(About this exercise)
Look below for the lines from the one with "return false;" to the one with "fn sorted_children(dir: &Path)", and copy exactly those lines, both ends included.

*** Task data Section Begins ***

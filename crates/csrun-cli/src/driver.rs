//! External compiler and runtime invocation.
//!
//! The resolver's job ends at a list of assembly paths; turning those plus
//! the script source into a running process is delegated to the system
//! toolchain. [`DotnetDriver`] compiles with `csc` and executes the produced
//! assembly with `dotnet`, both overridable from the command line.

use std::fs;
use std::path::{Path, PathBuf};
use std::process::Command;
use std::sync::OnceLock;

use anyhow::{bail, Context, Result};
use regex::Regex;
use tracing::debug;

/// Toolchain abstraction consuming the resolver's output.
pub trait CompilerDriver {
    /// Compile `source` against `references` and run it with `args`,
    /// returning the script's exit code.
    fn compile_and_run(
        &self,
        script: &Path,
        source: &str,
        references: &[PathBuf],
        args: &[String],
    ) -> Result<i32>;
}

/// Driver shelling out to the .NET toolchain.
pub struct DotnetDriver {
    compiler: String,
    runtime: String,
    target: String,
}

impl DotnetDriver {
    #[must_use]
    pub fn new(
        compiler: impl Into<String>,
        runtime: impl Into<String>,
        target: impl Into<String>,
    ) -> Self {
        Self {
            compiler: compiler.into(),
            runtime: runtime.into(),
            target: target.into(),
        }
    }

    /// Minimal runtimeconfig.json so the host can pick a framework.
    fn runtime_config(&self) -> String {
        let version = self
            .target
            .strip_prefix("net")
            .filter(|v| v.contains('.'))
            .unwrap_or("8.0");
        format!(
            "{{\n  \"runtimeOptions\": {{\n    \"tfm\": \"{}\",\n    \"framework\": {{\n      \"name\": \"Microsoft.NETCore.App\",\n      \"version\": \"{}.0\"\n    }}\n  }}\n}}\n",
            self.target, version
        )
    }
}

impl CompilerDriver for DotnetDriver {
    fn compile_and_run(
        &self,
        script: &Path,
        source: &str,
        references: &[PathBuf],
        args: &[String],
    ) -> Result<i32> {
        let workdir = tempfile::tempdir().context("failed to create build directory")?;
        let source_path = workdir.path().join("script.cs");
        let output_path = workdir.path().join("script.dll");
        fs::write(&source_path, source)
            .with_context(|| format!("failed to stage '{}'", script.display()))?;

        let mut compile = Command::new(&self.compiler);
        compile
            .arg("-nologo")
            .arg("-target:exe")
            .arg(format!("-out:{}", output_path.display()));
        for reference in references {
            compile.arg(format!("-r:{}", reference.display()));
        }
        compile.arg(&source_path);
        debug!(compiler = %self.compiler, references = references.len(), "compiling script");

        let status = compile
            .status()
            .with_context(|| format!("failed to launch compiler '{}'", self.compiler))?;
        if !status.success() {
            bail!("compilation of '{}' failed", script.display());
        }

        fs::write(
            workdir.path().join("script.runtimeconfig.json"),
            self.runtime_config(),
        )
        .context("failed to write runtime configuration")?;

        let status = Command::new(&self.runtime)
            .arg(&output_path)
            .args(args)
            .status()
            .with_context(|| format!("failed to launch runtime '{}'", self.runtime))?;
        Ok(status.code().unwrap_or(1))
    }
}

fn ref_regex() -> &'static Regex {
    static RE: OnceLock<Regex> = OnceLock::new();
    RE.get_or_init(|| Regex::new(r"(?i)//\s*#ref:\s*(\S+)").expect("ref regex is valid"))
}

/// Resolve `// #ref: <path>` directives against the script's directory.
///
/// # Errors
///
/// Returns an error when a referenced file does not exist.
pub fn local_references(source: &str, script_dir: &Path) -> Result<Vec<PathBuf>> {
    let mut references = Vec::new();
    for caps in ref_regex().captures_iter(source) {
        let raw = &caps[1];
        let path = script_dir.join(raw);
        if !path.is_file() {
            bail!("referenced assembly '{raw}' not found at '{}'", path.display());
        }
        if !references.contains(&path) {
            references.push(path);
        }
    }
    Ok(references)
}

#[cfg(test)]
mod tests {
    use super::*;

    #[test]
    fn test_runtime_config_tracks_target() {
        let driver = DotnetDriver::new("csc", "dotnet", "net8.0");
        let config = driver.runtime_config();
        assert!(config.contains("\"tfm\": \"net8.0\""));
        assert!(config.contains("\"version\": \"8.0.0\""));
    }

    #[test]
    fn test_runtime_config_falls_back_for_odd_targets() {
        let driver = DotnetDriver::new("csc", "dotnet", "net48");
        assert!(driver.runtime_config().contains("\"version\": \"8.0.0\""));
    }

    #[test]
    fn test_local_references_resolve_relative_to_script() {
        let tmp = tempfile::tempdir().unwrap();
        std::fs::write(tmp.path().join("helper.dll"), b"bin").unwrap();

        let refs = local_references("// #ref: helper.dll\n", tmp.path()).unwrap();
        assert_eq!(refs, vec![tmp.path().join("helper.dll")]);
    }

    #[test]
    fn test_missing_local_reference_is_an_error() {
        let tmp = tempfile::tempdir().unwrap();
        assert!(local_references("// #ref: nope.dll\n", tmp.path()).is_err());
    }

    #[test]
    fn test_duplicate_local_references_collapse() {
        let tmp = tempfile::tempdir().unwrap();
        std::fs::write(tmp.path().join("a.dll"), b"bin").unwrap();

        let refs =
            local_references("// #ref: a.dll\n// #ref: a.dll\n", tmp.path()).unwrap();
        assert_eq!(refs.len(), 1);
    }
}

*** Task data Section Ends ***
*** Task data Section Begins ***

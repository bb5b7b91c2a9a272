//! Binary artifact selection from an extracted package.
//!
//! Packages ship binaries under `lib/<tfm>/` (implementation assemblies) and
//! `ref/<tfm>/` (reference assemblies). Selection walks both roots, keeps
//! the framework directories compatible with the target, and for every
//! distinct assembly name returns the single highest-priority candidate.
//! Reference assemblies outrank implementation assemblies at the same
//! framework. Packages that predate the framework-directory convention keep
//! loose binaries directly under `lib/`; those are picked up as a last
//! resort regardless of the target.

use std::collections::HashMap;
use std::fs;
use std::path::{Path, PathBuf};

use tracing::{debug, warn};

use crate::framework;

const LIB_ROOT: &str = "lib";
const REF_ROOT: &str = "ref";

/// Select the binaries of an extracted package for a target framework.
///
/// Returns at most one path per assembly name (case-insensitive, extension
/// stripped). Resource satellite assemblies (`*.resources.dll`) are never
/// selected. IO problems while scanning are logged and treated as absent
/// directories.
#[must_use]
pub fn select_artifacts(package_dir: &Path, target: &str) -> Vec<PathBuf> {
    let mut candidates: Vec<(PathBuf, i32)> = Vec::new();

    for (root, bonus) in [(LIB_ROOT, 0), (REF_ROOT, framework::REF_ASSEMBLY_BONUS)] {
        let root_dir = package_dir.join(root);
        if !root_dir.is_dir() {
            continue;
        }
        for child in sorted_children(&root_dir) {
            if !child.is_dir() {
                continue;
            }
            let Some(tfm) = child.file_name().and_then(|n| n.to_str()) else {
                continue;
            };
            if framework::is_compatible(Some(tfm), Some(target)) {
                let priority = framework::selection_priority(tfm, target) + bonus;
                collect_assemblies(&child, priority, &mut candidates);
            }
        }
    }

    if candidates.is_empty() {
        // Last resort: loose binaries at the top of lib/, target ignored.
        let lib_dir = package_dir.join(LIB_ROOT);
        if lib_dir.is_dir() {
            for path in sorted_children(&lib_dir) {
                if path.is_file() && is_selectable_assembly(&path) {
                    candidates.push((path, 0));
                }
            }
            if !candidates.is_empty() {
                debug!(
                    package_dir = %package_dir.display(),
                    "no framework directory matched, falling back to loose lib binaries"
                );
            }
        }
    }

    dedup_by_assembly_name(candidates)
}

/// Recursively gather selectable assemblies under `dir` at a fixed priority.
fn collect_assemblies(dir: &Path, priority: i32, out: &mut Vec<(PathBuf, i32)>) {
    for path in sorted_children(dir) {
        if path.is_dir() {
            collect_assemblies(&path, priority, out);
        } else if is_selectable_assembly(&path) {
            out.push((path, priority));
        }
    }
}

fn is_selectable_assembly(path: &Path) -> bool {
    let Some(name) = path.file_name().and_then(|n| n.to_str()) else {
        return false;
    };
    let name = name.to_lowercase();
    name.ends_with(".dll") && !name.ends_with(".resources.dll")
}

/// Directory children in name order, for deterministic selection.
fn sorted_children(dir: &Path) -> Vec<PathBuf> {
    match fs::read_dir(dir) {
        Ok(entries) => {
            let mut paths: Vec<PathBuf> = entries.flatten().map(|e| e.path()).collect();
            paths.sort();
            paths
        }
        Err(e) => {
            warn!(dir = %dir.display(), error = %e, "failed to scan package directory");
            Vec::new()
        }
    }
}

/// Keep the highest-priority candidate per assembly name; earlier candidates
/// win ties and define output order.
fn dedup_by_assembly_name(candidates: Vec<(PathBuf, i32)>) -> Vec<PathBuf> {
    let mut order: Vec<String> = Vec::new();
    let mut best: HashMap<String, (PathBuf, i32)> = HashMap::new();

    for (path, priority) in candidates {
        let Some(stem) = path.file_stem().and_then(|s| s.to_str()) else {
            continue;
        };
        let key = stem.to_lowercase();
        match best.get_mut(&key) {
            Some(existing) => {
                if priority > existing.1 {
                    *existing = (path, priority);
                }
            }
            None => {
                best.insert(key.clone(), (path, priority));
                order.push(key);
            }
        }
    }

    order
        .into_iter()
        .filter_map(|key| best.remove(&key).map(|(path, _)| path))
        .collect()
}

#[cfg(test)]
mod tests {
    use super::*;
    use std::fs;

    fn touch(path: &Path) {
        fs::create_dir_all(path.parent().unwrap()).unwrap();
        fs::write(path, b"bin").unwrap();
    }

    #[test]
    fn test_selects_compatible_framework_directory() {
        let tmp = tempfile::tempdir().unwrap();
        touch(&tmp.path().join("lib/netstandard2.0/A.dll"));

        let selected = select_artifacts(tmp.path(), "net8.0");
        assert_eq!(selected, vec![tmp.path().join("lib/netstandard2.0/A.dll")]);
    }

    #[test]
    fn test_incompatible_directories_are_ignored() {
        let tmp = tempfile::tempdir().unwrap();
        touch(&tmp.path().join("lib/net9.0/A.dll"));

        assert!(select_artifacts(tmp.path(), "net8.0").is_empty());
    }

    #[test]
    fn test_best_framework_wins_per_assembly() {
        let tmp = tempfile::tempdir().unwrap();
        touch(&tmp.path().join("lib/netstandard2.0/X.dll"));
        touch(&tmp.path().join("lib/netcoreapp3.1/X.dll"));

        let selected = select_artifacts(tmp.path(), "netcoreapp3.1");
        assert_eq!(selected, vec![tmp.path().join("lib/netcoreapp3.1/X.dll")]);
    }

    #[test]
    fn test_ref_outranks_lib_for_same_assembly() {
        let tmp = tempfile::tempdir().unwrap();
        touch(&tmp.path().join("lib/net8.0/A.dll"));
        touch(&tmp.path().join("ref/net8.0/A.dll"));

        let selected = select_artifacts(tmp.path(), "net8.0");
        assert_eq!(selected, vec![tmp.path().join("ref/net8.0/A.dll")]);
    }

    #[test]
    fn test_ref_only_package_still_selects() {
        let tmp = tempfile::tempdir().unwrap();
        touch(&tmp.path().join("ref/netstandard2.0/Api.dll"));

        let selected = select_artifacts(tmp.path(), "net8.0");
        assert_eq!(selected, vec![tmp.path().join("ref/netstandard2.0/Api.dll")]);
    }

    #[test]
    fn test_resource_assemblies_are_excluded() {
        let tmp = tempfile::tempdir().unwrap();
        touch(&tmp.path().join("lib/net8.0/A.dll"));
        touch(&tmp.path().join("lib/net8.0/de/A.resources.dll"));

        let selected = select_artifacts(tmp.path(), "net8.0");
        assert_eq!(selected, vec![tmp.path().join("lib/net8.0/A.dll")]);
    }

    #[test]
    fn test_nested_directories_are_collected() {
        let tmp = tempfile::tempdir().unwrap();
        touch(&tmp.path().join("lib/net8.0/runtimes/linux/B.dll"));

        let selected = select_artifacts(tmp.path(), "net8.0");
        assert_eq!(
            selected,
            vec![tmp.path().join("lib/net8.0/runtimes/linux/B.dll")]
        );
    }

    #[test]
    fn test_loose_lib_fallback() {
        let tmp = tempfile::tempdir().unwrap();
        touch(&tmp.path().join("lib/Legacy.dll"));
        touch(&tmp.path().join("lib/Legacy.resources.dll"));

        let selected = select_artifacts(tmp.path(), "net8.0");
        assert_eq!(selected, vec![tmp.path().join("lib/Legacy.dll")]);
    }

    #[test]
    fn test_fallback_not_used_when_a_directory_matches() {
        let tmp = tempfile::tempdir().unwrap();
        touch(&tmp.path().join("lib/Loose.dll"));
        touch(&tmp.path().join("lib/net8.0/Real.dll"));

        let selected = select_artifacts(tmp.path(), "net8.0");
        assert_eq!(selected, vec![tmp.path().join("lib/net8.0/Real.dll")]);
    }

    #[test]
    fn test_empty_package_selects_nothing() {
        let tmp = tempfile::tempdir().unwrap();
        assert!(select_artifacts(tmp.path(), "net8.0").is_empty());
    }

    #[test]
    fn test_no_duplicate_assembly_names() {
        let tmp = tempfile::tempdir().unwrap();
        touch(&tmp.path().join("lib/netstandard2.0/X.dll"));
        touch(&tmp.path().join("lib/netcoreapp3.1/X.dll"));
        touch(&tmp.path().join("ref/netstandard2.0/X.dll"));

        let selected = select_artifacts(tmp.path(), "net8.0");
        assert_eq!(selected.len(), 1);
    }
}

*** Task data Section Ends ***

(Problem solution)
        return false;
    };
    let name = name.to_lowercase();
    name.ends_with(".dll") && !name.ends_with(".resources.dll")
}

/// Directory children in name order, for deterministic selection.
fn sorted_children(dir: &Path) -> Vec<PathBuf> {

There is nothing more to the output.